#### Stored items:
*** Block opens ***

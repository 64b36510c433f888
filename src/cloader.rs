//! # Bootloader wire-protocol engine
//!
//! Crazyflie 2.x platform has 2 bootloaders, one in the nRF51822 and one in
//! the STM32F405; the nRF51 relays commands to the STM32 and sends back the
//! responses. This module speaks the bootloader wire protocol to either of
//! them over a [`Link`] and caches the flash geometry of every target it has
//! interrogated.
//!
//! For most use cases, prefer the high-level [`Bootloader`](crate::Bootloader)
//! session on top of this engine.

use std::collections::HashMap;
use std::time::Duration;

use crate::bllink::{Link, LinkFactory};
use crate::error::{Error, Result};
use crate::packets::{FlashReadPacket, FlashWriteResponse, TargetInfo};

// Bootloader command constants
const CMD_GET_INFO: u8 = 0x10;
const CMD_LOAD_BUFFER: u8 = 0x14;
const CMD_WRITE_FLASH: u8 = 0x18;
const CMD_READ_FLASH: u8 = 0x1C;
const CMD_RESET_INIT: u8 = 0xFF;
const CMD_RESET: u8 = 0xF0;

/// STM32 bootloader target identifier
pub const TARGET_STM32: u8 = 0xFF;
/// nRF51 bootloader target identifier
pub const TARGET_NRF51: u8 = 0xFE;

/// Protocol version of the first-generation Crazyflie 1.0 bootloader
pub const CF1_PROTO_VER_0: u8 = 0x00;
/// Protocol version of the updated Crazyflie 1.0 bootloader
pub const CF1_PROTO_VER_1: u8 = 0x01;
/// Protocol version of the Crazyflie 2.x dual-MCU bootloader
pub const CF2_PROTO_VER: u8 = 0x10;

/// True only for the current dual-MCU protocol
pub fn is_cf2(version: u8) -> bool {
    version == CF2_PROTO_VER
}

/// Translate a symbolic target name to its id code
pub fn target_id_from_name(name: &str) -> Option<u8> {
    match name {
        "stm32" => Some(TARGET_STM32),
        "nrf51" => Some(TARGET_NRF51),
        _ => None,
    }
}

/// Translate a target id code to its symbolic name
pub fn target_name(id: u8) -> &'static str {
    match id {
        TARGET_STM32 => "stm32",
        TARGET_NRF51 => "nrf51",
        _ => "unknown",
    }
}

// Default short timeout for bootloader operations that should return directly
const SHORT_TIMEOUT: Duration = Duration::from_millis(10);
// Timeout for flash operation, flash operation can take up to one second to complete
const FLASH_TIMEOUT: Duration = Duration::from_secs(2);
// Maximum number of times a request is resent before giving up
const MAX_RETRIES: usize = 10;
// A LOAD_BUFFER frame carries at most this many image bytes
const LOAD_CHUNK: usize = 25;

/// Bootloader protocol engine
///
/// Owns the link to the device and the registry of per-target flash
/// geometries. Commands address one MCU by its id; upload and program frames
/// carry the target's address byte verbatim.
pub struct Cloader<F: LinkFactory> {
    factory: F,
    link: Option<F::Link>,
    uri: Option<String>,
    targets: HashMap<u8, TargetInfo>,
    protocol_version: u8,
    error_code: u8,
}

impl<F: LinkFactory> Cloader<F> {
    /// Create an engine with no link bound
    pub fn new(factory: F) -> Self {
        Cloader {
            factory,
            link: None,
            uri: None,
            targets: HashMap::new(),
            protocol_version: 0,
            error_code: 0,
        }
    }

    /// Passive discovery over the link adapter's scan facility
    pub async fn scan_for_bootloader(&mut self) -> Result<Option<String>> {
        self.factory.scan().await
    }

    /// Bind the link adapter to the given URI
    ///
    /// Any previously open link is released first.
    pub async fn open(&mut self, uri: &str) -> Result<()> {
        self.close().await;
        let link = self.factory.open(uri).await?;
        self.link = Some(link);
        self.uri = Some(uri.to_string());
        Ok(())
    }

    /// Release the link, keeping the cached geometries
    pub async fn close(&mut self) {
        if let Some(mut link) = self.link.take() {
            link.close().await;
        }
    }

    /// Whether a link is currently bound
    pub fn is_open(&self) -> bool {
        self.link.is_some()
    }

    /// URI of the currently or last bound link
    pub fn uri(&self) -> Option<&str> {
        self.uri.as_deref()
    }

    /// Protocol version probed by [`check_link_and_get_info`](Self::check_link_and_get_info)
    pub fn protocol_version(&self) -> u8 {
        self.protocol_version
    }

    /// Device error code left by the last failed flash command
    pub fn error_code(&self) -> u8 {
        self.error_code
    }

    /// Cached geometry for a target id
    pub fn target(&self, target_id: u8) -> Option<&TargetInfo> {
        self.targets.get(&target_id)
    }

    /// Cached geometry for a symbolic target name
    pub fn target_by_name(&self, name: &str) -> Option<&TargetInfo> {
        target_id_from_name(name).and_then(|id| self.targets.get(&id))
    }

    fn link(&mut self) -> Result<&mut F::Link> {
        self.link
            .as_mut()
            .ok_or_else(|| Error::InvalidOperation("no link open".to_string()))
    }

    // Send a command and poll for the response whose first match_len bytes
    // echo the command. Stale packets are discarded; a quiet link triggers a
    // resend, up to MAX_RETRIES times.
    async fn request(&mut self, frame: &[u8], match_len: usize, timeout: Duration) -> Result<Vec<u8>> {
        for attempt in 0..MAX_RETRIES {
            self.link()?.send(frame).await?;
            loop {
                match self.link()?.receive(timeout).await? {
                    Some(answer) if answer.len() >= match_len && answer[..match_len] == frame[..match_len] => {
                        return Ok(answer);
                    }
                    Some(stale) => {
                        tracing::trace!(?stale, "discarding stale packet");
                    }
                    None => break,
                }
            }
            tracing::debug!(attempt, "no response within {:?}, resending", timeout);
        }
        Err(Error::Link(format!(
            "no response after {} attempts",
            MAX_RETRIES
        )))
    }

    /// Probe the link and read the protocol version
    ///
    /// Interrogates the STM32 target, whose GET_INFO response carries the
    /// protocol version for the whole device. For the CF1 protocols the
    /// geometry is read inline by the same exchange; for CF2 the caller also
    /// requests the NRF51 link target.
    pub async fn check_link_and_get_info(&mut self) -> Result<bool> {
        match self.request_info_update(TARGET_STM32).await {
            Ok(info) => {
                self.protocol_version = info.version;
                Ok(true)
            }
            Err(Error::Link(_)) => Ok(false),
            Err(e) => Err(e),
        }
    }

    /// Issue the info-update request for one target and cache the response
    pub async fn request_info_update(&mut self, target_id: u8) -> Result<TargetInfo> {
        let frame = vec![0xFF, target_id, CMD_GET_INFO];
        let response = self.request(&frame, 3, SHORT_TIMEOUT).await?;
        let info = TargetInfo::from_bytes(target_id, &response[2..])
            .ok_or_else(|| Error::Link("malformed GET_INFO response".to_string()))?;
        tracing::debug!(target = target_name(target_id), ?info, "info updated");
        self.targets.insert(target_id, info.clone());
        Ok(info)
    }

    /// Reboot a device running application firmware into its bootloader
    ///
    /// Only meaningful for warm boot. Returns false when the device did not
    /// answer the reset handshake.
    pub async fn reset_to_bootloader(&mut self, target_id: u8) -> Result<bool> {
        let init = vec![0xFF, target_id, CMD_RESET_INIT];
        match self.request(&init, 3, Duration::from_millis(100)).await {
            Ok(_) => {}
            Err(Error::Link(_)) => return Ok(false),
            Err(e) => return Err(e),
        }
        self.link()?.send(&[0xFF, target_id, CMD_RESET, 0x00]).await?;
        Ok(true)
    }

    /// Boot the device back into application firmware
    pub async fn reset_to_firmware(&mut self, target_id: u8) -> Result<()> {
        self.link()?.send(&[0xFF, target_id, CMD_RESET_INIT]).await?;
        self.link()?.send(&[0xFF, target_id, CMD_RESET, 0x01]).await?;
        Ok(())
    }

    /// Copy up to one page of image bytes into the device staging buffer
    ///
    /// The bytes land in buffer page `buffer_page` starting at `offset`. The
    /// transfer is chunked into LOAD_BUFFER frames of at most 25 data bytes
    /// to fit the radio MTU; each frame is acknowledged by the transport.
    pub async fn upload_buffer(
        &mut self,
        addr: u8,
        buffer_page: u16,
        offset: u16,
        data: &[u8],
    ) -> Result<()> {
        let mut sent = 0;
        while sent < data.len() {
            let chunk = &data[sent..(sent + LOAD_CHUNK).min(data.len())];
            let mut frame = vec![0xFF, addr, CMD_LOAD_BUFFER];
            frame.extend_from_slice(&buffer_page.to_le_bytes());
            frame.extend_from_slice(&(offset + sent as u16).to_le_bytes());
            frame.extend_from_slice(chunk);
            self.link()?.send(&frame).await?;
            sent += chunk.len();
        }
        Ok(())
    }

    /// Program `num_pages` pages from the staging buffer into flash
    ///
    /// Pages are copied from buffer page `buffer_start_page` onward into
    /// flash starting at `flash_dest_page`. Returns false and records the
    /// device [`error_code`](Self::error_code) when the device reports a
    /// failure.
    pub async fn write_flash(
        &mut self,
        addr: u8,
        buffer_start_page: u16,
        flash_dest_page: u16,
        num_pages: u16,
    ) -> Result<bool> {
        let mut frame = vec![0xFF, addr, CMD_WRITE_FLASH];
        frame.extend_from_slice(&buffer_start_page.to_le_bytes());
        frame.extend_from_slice(&flash_dest_page.to_le_bytes());
        frame.extend_from_slice(&num_pages.to_le_bytes());

        // TODO: When the ack of a WRITE_FLASH is lost, resend a flash status
        //       request instead of the write itself, a reprogram costs time
        //       and flash endurance.
        let response = self.request(&frame, 3, FLASH_TIMEOUT).await?;
        let status = FlashWriteResponse::from_bytes(&response[2..])
            .ok_or_else(|| Error::Link("malformed WRITE_FLASH response".to_string()))?;
        if status.is_success() {
            self.error_code = 0;
            Ok(true)
        } else {
            self.error_code = status.error;
            Ok(false)
        }
    }

    /// Read a chunk of flash starting at `offset` inside `page`
    ///
    /// The device returns up to 27 bytes per read. The response echoes page
    /// and offset; a mismatch means a stale packet and is reported as a link
    /// error.
    pub async fn read_flash(&mut self, addr: u8, page: u16, offset: u16) -> Result<FlashReadPacket> {
        let mut frame = vec![0xFF, addr, CMD_READ_FLASH];
        frame.extend_from_slice(&page.to_le_bytes());
        frame.extend_from_slice(&offset.to_le_bytes());

        let response = self.request(&frame, 3, SHORT_TIMEOUT).await?;
        let packet = FlashReadPacket::from_bytes(&response[2..])
            .ok_or_else(|| Error::Link("malformed READ_FLASH response".to_string()))?;
        if packet.page != page || packet.address != offset {
            return Err(Error::Link(format!(
                "stale READ_FLASH response: requested page={} offset={}, got page={} offset={}",
                page, offset, packet.page, packet.address
            )));
        }
        Ok(packet)
    }
}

*** Block closes ***

#### What you are asked to do:
Could you return every line from the entries above in which the string "over" occurs?

#### Result:
//! them over a [`Link`] and caches the flash geometry of every target it has
    /// Passive discovery over the link adapter's scan facility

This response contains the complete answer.